* **What is being asked**
Lines holding the string "Result" are the ones to copy; find them all in the data.

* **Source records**

impl CheckpointStore {
    pub fn new(transfer_root: impl Into<PathBuf>, min_interval: Duration) -> Self {
        Self {
            transfer_root: transfer_root.into(),
            min_interval,
            scanner: None,
            last_save: Instant::now(),
            last_meta: None,
            units_failed: 0,
        }
    }

    /// Only persist content up to the last completed unit.
    pub fn with_scanner(mut self, scanner: ResumeScanner) -> Self {
        self.scanner = Some(scanner);
        self
    }

    pub fn checkpoint_dir(&self, key: &JobKey) -> PathBuf {
        self.transfer_root.join(key.relative_dir())
    }

    /// Durable path for a local working file; the name always ends in `.tmp`.
    pub fn checkpoint_path(&self, key: &JobKey, local: &Path) -> Result<PathBuf> {
        let name = local
            .file_name()
            .ok_or_else(|| FsError::NoFileName(local.to_path_buf()))?
            .to_string_lossy()
            .to_string();
        let name = if name.ends_with(CHECKPOINT_SUFFIX) {
            name
        } else {
            format!("{name}{CHECKPOINT_SUFFIX}")
        };
        Ok(self.checkpoint_dir(key).join(name))
    }

    fn meta_path(checkpoint: &Path) -> PathBuf {
        let mut name = checkpoint.as_os_str().to_os_string();
        name.push(".json");
        PathBuf::from(name)
    }

    /// Failed-unit count recorded with the next save.
    pub fn record_units_failed(&mut self, units_failed: u64) {
        self.units_failed = units_failed;
    }

    pub fn save_due(&self) -> bool {
        self.last_save.elapsed() >= self.min_interval
    }

    /// Metadata of the most recent save by this store.
    pub fn last_saved(&self) -> Option<&CheckpointMeta> {
        self.last_meta.as_ref()
    }

    /// Save `local` if the minimum interval has passed since the last save.
    ///
    /// Returns whether a new checkpoint was written.
    pub fn try_save_checkpoint(&mut self, key: &JobKey, local: &Path) -> Result<bool> {
        if !self.save_due() {
            return Ok(false);
        }
        self.save_now(key, local)
    }

    /// Save regardless of the rate limit. Used when a run is about to fail.
    pub fn save_now(&mut self, key: &JobKey, local: &Path) -> Result<bool> {
        if !local.is_file() {
            return Ok(false);
        }
        let raw = artifacts::with_retry(|| std::fs::read(local)).map_err(|source| {
            CheckpointError::Read {
                path: local.to_path_buf(),
                source,
            }
        })?;
        let text = String::from_utf8_lossy(&raw);

        let (content, point) = match &self.scanner {
            Some(scanner) => match scanner.trim_to_resume_point(&text) {
                (_, None) => {
                    debug!(path = %local.display(), "no completed unit yet, skipping checkpoint");
                    return Ok(false);
                }
                (trimmed, point) => (trimmed, point),
            },
            None if text.is_empty() => return Ok(false),
            None => (&*text, None),
        };

        let sha256 = artifacts::checksum_bytes(content.as_bytes());
        if self
            .last_meta
            .as_ref()
            .is_some_and(|meta| meta.sha256 == sha256 && meta.units_failed == self.units_failed)
        {
            self.last_save = Instant::now();
            return Ok(false);
        }

        let dest = self.checkpoint_path(key, local)?;
        artifacts::write_atomic(&dest, content.as_bytes())?;

        let meta = CheckpointMeta {
            key: key.clone(),
            file_name: local
                .file_name()
                .map(|n| n.to_string_lossy().to_string())
                .unwrap_or_default(),
            last_completed_unit: point.map(|p| p.last_completed_unit),
            completed_units: point.map_or(0, |p| p.completed_units),
            units_failed: self.units_failed,
            size: content.len() as u64,
            sha256,
            saved_at: Utc::now(),
        };
        let meta_path = Self::meta_path(&dest);
        let json = serde_json::to_vec_pretty(&meta).map_err(|source| CheckpointError::Meta {
            path: meta_path.clone(),
            source,
        })?;
        artifacts::write_atomic(&meta_path, &json)?;

        info!(
            job = key.job,
            dataset = %key.dataset,
            path = %dest.display(),
            last_completed_unit = meta.last_completed_unit.unwrap_or_default(),
            size = meta.size,
            "checkpoint saved"
        );
        self.last_save = Instant::now();
        self.last_meta = Some(meta);
        Ok(true)
    }

    /// Restore the durable checkpoint for `key` into `local`.
    ///
    /// `Ok(None)` means there is nothing to resume from. A checkpoint whose
    /// content no longer matches its sidecar is rejected.
    pub fn try_restore_checkpoint(
        &self,
        key: &JobKey,
        local: &Path,
    ) -> Result<Option<RestoredCheckpoint>> {
        let durable = self.checkpoint_path(key, local)?;
        if !durable.is_file() {
            return Ok(None);
        }

        let raw = artifacts::with_retry(|| std::fs::read(&durable)).map_err(|source| {
            CheckpointError::Read {
                path: durable.clone(),
                source,
            }
        })?;

        let meta_path = Self::meta_path(&durable);
        let meta = if meta_path.is_file() {
            let json = std::fs::read(&meta_path).map_err(|source| CheckpointError::Read {
                path: meta_path.clone(),
                source,
            })?;
            let meta: CheckpointMeta =
                serde_json::from_slice(&json).map_err(|source| CheckpointError::Meta {
                    path: meta_path.clone(),
                    source,
                })?;
            if artifacts::checksum_bytes(&raw) != meta.sha256 {
                return Err(CheckpointError::ChecksumMismatch { path: durable });
            }
            Some(meta)
        } else {
            warn!(path = %durable.display(), "checkpoint has no metadata sidecar");
            None
        };

        let text = String::from_utf8_lossy(&raw);
        let (content, point) = match &self.scanner {
            Some(scanner) => {
                let (trimmed, point) = scanner.trim_to_resume_point(&text);
                if point.is_none() {
                    info!(path = %durable.display(), "checkpoint holds no completed unit");
                    return Ok(None);
                }
                (trimmed, point)
            }
            None => (&*text, None),
        };

        artifacts::write_atomic(local, content.as_bytes())?;
        info!(
            job = key.job,
            dataset = %key.dataset,
            path = %local.display(),
            last_completed_unit = point.map(|p| p.last_completed_unit).unwrap_or_default(),
            "checkpoint restored"
        );

        Ok(Some(RestoredCheckpoint {
            local_file: local.to_path_buf(),
            point,
            meta,
        }))
    }

    /// Queue the durable checkpoint and its sidecar for later deletion.
    pub fn mark_safe_to_delete(&self, key: &JobKey, local: &Path) -> Result<()> {
        let durable = self.checkpoint_path(key, local)?;
        let entries = [durable.clone(), Self::meta_path(&durable)];

        let mut pending = self.pending_deletions()?;
        let before = pending.len();
        for entry in entries {
            if !pending.contains(&entry) {
                pending.push(entry);
            }
        }
        if pending.len() != before {
            self.write_list(&pending)?;
        }
        info!(
            job = key.job,
            dataset = %key.dataset,
            path = %durable.display(),
            "checkpoint marked safe to delete"
        );
        Ok(())
    }

    pub fn pending_deletions(&self) -> Result<Vec<PathBuf>> {
        let list = self.transfer_root.join(SAFE_TO_DELETE_LIST);
        match std::fs::read_to_string(&list) {
            Ok(content) => Ok(content
                .lines()
                .map(str::trim)
                .filter(|line| !line.is_empty())
                .map(PathBuf::from)
                .collect()),
            Err(err) if err.kind() == std::io::ErrorKind::NotFound => Ok(Vec::new()),
            Err(source) => Err(CheckpointError::Read { path: list, source }),
        }
    }

    /// Delete everything on the deferred list. Entries that cannot be
    /// deleted stay on the list. Returns the number of files removed.
    pub fn purge_marked(&self) -> Result<usize> {
        let pending = self.pending_deletions()?;
        let mut remaining = Vec::new();
        let mut removed = 0;

        for path in pending {
            match artifacts::remove_with_retry(&path) {
                Ok(true) => removed += 1,
                Ok(false) => {}
                Err(err) => {
                    warn!(path = %path.display(), error = %err, "failed to delete checkpoint");
                    remaining.push(path);
                }
            }
        }

        if remaining.is_empty() {
            artifacts::remove_with_retry(&self.transfer_root.join(SAFE_TO_DELETE_LIST))?;
        } else {
            self.write_list(&remaining)?;
        }
        info!(removed, kept = remaining.len(), "purged checkpoints");
        Ok(removed)
    }

    fn write_list(&self, entries: &[PathBuf]) -> Result<()> {
        let mut content = String::new();
        for entry in entries {
            content.push_str(&entry.to_string_lossy());
            content.push('\n');
        }
        artifacts::write_atomic(
            &self.transfer_root.join(SAFE_TO_DELETE_LIST),
            content.as_bytes(),
        )?;
        Ok(())
    }
}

* **The completed task**
    pub fn checkpoint_path(&self, key: &JobKey, local: &Path) -> Result<PathBuf> {
    pub fn try_save_checkpoint(&mut self, key: &JobKey, local: &Path) -> Result<bool> {
    pub fn save_now(&mut self, key: &JobKey, local: &Path) -> Result<bool> {
    ) -> Result<Option<RestoredCheckpoint>> {
    pub fn mark_safe_to_delete(&self, key: &JobKey, local: &Path) -> Result<()> {
    pub fn pending_deletions(&self) -> Result<Vec<PathBuf>> {
    pub fn purge_marked(&self) -> Result<usize> {
    fn write_list(&self, entries: &[PathBuf]) -> Result<()> {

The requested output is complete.